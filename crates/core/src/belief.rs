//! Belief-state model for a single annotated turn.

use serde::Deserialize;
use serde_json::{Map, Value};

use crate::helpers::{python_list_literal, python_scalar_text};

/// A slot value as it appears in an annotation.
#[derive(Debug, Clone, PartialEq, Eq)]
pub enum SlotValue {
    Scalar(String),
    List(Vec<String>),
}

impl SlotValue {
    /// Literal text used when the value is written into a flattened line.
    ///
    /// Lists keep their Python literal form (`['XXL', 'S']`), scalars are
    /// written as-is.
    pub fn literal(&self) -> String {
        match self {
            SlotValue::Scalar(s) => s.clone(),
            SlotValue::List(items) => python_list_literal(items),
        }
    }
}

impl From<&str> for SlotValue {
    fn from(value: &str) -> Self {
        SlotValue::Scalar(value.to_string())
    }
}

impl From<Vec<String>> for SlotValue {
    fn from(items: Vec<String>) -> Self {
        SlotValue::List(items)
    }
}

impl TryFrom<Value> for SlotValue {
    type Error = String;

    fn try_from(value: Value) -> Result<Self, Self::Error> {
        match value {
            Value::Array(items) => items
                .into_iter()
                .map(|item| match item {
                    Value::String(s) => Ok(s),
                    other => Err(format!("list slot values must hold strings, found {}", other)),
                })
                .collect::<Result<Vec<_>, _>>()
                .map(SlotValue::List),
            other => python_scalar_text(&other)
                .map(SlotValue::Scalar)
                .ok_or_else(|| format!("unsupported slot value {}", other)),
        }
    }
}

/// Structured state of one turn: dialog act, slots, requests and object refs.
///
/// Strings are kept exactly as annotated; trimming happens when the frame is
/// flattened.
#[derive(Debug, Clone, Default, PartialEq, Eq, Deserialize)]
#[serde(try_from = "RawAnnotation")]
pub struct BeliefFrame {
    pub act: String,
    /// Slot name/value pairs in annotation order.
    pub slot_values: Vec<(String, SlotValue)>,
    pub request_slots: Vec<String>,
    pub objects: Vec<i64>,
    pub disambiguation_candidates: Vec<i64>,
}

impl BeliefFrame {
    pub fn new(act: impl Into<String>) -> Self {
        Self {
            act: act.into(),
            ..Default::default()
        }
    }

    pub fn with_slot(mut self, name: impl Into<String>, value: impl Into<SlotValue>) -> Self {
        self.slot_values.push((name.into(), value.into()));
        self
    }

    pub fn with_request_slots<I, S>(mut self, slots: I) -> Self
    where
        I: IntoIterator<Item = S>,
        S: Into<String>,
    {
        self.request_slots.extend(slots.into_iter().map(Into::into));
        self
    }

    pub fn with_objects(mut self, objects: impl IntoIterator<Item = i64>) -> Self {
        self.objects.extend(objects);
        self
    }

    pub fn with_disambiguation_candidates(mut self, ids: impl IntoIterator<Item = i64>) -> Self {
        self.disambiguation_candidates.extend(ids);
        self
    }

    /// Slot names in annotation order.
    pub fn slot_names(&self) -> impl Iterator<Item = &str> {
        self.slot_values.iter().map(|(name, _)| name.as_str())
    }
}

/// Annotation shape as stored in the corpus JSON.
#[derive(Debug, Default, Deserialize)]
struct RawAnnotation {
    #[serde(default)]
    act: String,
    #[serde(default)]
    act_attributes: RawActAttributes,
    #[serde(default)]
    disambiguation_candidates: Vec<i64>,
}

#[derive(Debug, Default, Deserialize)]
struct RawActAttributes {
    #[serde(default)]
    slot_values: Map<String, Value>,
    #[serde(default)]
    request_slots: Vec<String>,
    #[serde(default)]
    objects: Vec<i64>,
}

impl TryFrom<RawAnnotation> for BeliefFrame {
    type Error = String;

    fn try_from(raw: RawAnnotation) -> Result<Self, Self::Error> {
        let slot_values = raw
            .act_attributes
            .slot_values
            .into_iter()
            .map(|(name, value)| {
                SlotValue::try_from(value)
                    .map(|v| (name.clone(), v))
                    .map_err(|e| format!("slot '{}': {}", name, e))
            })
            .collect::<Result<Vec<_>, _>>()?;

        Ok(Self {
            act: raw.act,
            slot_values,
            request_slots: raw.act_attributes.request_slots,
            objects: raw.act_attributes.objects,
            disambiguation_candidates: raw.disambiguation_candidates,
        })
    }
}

---

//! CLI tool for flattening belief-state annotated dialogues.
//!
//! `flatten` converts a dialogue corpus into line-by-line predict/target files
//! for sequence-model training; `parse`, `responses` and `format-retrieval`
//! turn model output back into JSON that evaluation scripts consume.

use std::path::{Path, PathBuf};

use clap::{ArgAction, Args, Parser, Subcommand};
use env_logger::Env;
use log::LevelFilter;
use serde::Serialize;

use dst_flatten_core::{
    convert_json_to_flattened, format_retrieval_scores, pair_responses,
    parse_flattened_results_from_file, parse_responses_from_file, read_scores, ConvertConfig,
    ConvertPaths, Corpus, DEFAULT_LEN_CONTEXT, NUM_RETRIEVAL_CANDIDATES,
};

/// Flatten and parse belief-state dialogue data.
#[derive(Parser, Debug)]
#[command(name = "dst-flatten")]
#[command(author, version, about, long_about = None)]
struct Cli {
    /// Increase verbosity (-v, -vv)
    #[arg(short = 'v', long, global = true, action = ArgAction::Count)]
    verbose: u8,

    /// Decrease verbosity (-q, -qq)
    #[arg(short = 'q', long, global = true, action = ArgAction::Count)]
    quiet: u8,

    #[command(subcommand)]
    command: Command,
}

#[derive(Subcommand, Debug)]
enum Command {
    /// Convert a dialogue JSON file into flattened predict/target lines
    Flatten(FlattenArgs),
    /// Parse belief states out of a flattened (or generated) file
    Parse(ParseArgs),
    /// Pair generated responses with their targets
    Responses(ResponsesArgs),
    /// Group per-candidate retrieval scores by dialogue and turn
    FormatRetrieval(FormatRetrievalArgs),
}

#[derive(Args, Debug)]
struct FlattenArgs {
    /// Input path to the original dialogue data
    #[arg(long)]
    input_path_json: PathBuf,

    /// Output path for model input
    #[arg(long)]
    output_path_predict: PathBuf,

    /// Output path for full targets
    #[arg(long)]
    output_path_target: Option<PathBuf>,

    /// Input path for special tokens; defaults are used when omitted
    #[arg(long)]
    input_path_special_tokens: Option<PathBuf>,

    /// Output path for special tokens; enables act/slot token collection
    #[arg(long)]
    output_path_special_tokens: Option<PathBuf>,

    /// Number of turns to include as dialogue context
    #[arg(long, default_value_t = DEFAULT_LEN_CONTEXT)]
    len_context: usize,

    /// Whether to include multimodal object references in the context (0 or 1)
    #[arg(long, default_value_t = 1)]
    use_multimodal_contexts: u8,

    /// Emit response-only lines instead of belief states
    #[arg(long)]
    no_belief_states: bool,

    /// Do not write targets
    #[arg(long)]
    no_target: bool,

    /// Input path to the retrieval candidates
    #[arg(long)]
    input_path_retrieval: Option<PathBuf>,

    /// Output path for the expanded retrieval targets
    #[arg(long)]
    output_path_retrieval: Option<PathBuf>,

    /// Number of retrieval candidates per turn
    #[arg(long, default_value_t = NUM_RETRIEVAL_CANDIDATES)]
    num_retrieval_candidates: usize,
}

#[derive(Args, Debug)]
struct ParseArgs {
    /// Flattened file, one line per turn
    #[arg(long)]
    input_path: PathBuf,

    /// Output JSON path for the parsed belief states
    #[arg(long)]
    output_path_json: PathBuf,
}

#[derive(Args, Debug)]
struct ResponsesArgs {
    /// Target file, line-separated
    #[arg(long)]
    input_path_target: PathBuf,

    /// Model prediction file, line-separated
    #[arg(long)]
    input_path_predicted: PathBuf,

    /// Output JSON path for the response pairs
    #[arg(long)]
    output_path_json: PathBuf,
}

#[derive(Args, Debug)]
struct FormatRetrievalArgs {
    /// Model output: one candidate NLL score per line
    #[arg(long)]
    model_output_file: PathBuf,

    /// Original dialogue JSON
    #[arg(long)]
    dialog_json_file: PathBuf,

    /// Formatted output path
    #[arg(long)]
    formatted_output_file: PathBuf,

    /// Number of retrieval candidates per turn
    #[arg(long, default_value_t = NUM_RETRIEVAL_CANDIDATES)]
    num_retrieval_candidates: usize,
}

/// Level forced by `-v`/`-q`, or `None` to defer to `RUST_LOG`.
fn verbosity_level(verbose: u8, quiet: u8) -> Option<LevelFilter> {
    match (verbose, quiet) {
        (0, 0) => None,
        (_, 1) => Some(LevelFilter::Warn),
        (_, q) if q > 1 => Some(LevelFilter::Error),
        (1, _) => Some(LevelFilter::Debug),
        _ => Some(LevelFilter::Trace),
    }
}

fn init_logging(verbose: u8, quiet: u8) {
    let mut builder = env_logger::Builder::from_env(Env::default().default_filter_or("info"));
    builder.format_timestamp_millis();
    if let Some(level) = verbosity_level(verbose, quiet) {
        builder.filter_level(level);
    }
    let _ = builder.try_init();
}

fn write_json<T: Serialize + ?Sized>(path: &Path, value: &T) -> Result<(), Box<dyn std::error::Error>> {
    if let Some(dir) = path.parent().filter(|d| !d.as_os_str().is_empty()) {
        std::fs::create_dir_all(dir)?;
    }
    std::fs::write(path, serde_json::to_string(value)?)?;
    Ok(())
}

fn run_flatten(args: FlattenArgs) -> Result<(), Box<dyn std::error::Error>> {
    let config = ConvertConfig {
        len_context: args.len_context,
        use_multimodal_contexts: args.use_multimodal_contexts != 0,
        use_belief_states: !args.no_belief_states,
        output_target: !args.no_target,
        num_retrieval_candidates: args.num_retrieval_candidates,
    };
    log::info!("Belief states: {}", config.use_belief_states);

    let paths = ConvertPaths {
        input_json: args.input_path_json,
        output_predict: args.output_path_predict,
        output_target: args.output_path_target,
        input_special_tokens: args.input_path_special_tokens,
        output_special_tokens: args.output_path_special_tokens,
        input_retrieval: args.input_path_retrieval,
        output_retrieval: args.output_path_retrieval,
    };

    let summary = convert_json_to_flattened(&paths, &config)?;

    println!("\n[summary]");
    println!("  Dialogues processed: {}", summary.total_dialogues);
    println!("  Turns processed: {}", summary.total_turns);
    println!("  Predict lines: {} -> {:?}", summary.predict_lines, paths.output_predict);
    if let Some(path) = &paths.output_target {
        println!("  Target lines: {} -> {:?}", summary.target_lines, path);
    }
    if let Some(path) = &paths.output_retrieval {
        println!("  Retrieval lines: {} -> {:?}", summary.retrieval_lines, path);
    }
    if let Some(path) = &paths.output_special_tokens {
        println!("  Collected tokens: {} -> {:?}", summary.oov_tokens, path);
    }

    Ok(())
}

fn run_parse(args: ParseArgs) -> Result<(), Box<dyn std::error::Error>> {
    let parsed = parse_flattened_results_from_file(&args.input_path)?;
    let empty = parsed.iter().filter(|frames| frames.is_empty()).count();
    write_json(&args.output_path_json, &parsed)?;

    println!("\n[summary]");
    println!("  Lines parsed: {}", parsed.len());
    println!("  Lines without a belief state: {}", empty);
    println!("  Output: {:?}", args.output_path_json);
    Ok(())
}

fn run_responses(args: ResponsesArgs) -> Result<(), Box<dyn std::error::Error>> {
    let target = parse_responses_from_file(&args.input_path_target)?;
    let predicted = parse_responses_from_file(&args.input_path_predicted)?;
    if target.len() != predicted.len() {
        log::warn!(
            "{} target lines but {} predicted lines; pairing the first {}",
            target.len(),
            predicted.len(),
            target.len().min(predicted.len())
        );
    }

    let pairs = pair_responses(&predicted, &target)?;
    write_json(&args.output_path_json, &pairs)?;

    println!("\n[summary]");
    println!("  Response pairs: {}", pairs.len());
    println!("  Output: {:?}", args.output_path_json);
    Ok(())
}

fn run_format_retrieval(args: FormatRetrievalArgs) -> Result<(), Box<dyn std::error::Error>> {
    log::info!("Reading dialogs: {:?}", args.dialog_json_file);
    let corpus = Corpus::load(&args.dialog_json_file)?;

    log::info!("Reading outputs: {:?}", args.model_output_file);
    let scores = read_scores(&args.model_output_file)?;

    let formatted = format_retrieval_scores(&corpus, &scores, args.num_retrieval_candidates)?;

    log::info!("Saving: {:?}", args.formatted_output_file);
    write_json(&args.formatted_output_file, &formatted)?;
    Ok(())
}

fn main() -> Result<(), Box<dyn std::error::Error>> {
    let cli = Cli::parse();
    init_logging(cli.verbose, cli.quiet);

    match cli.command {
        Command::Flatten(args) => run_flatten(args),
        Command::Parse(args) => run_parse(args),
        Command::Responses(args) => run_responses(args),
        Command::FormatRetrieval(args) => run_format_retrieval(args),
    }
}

---

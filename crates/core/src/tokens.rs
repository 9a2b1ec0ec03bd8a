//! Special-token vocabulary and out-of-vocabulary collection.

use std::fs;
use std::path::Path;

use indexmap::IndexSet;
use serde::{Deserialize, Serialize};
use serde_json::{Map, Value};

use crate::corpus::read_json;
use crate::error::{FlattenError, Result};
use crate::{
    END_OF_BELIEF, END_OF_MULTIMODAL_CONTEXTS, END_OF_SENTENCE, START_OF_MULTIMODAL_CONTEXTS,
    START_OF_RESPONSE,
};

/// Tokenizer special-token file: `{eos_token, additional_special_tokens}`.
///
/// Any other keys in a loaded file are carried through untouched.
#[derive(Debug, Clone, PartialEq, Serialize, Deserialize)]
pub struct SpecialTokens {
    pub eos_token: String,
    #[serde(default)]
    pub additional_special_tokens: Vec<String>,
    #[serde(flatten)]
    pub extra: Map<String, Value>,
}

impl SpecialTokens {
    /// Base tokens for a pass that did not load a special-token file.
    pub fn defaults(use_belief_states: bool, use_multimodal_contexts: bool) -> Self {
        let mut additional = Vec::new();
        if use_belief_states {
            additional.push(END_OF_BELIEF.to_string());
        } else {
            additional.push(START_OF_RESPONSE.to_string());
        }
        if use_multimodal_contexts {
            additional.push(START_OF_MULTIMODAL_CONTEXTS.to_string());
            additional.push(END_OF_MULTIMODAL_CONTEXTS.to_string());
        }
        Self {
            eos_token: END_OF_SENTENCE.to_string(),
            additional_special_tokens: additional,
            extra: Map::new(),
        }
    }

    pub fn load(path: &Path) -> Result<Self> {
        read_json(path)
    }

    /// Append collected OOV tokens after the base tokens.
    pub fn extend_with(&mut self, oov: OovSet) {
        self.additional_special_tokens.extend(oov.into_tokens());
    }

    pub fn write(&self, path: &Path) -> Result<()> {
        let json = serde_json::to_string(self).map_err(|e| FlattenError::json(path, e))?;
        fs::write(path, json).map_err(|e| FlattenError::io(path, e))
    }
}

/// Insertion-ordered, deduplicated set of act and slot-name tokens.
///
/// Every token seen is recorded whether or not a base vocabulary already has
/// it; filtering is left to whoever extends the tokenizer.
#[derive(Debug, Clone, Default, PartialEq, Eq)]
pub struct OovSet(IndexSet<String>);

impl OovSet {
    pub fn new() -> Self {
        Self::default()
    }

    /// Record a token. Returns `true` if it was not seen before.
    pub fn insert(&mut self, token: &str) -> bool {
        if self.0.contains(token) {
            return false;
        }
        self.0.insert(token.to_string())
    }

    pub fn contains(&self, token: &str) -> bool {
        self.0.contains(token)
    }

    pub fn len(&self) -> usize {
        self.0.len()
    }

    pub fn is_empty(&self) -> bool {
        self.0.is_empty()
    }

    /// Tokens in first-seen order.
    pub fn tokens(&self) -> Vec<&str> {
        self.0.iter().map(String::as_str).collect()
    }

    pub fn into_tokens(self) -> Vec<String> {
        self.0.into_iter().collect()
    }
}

Exercise goal
From the entries above, print the lines beginning at the one with "filename crates/core/src/belief.rs" and stopping after the one with "other => python_scalar_text(&other)", exactly as written and with nothing else.

Response to the task
filename crates/core/src/belief.rs
//! Belief-state model for a single annotated turn.

use serde::Deserialize;
use serde_json::{Map, Value};

use crate::helpers::{python_list_literal, python_scalar_text};

/// A slot value as it appears in an annotation.
#[derive(Debug, Clone, PartialEq, Eq)]
pub enum SlotValue {
    Scalar(String),
    List(Vec<String>),
}

impl SlotValue {
    /// Literal text used when the value is written into a flattened line.
    ///
    /// Lists keep their Python literal form (`['XXL', 'S']`), scalars are
    /// written as-is.
    pub fn literal(&self) -> String {
        match self {
            SlotValue::Scalar(s) => s.clone(),
            SlotValue::List(items) => python_list_literal(items),
        }
    }
}

impl From<&str> for SlotValue {
    fn from(value: &str) -> Self {
        SlotValue::Scalar(value.to_string())
    }
}

impl From<Vec<String>> for SlotValue {
    fn from(items: Vec<String>) -> Self {
        SlotValue::List(items)
    }
}

impl TryFrom<Value> for SlotValue {
    type Error = String;

    fn try_from(value: Value) -> Result<Self, Self::Error> {
        match value {
            Value::Array(items) => items
                .into_iter()
                .map(|item| match item {
                    Value::String(s) => Ok(s),
                    other => Err(format!("list slot values must hold strings, found {}", other)),
                })
                .collect::<Result<Vec<_>, _>>()
                .map(SlotValue::List),
            other => python_scalar_text(&other)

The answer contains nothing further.